What Are You Waiting For? A Study of Resident Physician-Parent Communication in a Pediatric Emergency Department
Study objective
This study measures the degree to which parents of patients, in the course of evaluation and treatment in a pediatric emergency department (ED), could report what they were waiting for.
Methods
Brief in-person interviews were conducted with parents of nonemergency patients during an ED visit. After the patient had been seen by a resident physician and evaluation and treatment were in progress, parents were asked to report what they were waiting for. The patient’s physician was also asked to report what the patient was waiting for. These answers were compared and coded as complete agreement, partial agreement, or disagreement. Association between lack of agreement and patient factors (age, sex), parent factors (sex, education, age), physician factors (sex, postgraduate year), and system factors (wait time, time of day, number of patients in the department) was examined. Logistic regression was used to calculate adjusted odds ratios.
Results
A total of 200 paired surveys were included in the data analysis. Two thirds of parental reports completely agreed with physician reports, 11.5% partially agreed, and 21.5% completely disagreed. Multivariate analysis revealed that disagreement between resident physician and parents was associated with parental educational level and physician training level. Parents with less than a high school education were more than 9 times more likely to disagree than those with at least some college education (odds ratio 9.3; 95% confidence interval [CI] 2.4 to 35.7).

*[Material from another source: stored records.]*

//! HTTP API application wiring (Axum router + service wiring).
//!
//! - `services.rs`: builds the shared `InventoryService`
//! - `routes/`: HTTP routes + handlers (one file per area)
//! - `dto.rs`: request/response DTOs and JSON mapping helpers
//! - `errors.rs`: consistent error responses

use std::sync::Arc;

use axum::{Extension, Router, routing::get};
use tower::ServiceBuilder;

use crate::middleware;

pub mod dto;
pub mod errors;
pub mod routes;
pub mod services;

use services::AppServices;

/// Build the full HTTP router (public entrypoint used by `main.rs` and tests).
pub fn build_app(services: Arc<AppServices>) -> Router {
    Router::new()
        .route("/health", get(routes::system::health))
        .merge(routes::router())
        .layer(
            ServiceBuilder::new()
                .layer(Extension(services))
                .layer(axum::middleware::from_fn(middleware::request_log_middleware)),
        )
}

As the postgraduate level of the physician decreased, disagreement was more common; disagreement for patients of postgraduate level 1 residents was 5 times more likely (95% CI 1.8 to 14.5) than that of postgraduate level 3 and higher residents.
Conclusion
As measured by asking the question “what are you waiting for,” significant communication gaps were identified between physicians and the parents of their patients in this emergency department. One in five parents could not report what they were waiting for. Factors such as lower parental education and less physician experience increase the risk of such a gap. Further work in defining the source of the ineffective communication and interventions to remediate the problem is needed.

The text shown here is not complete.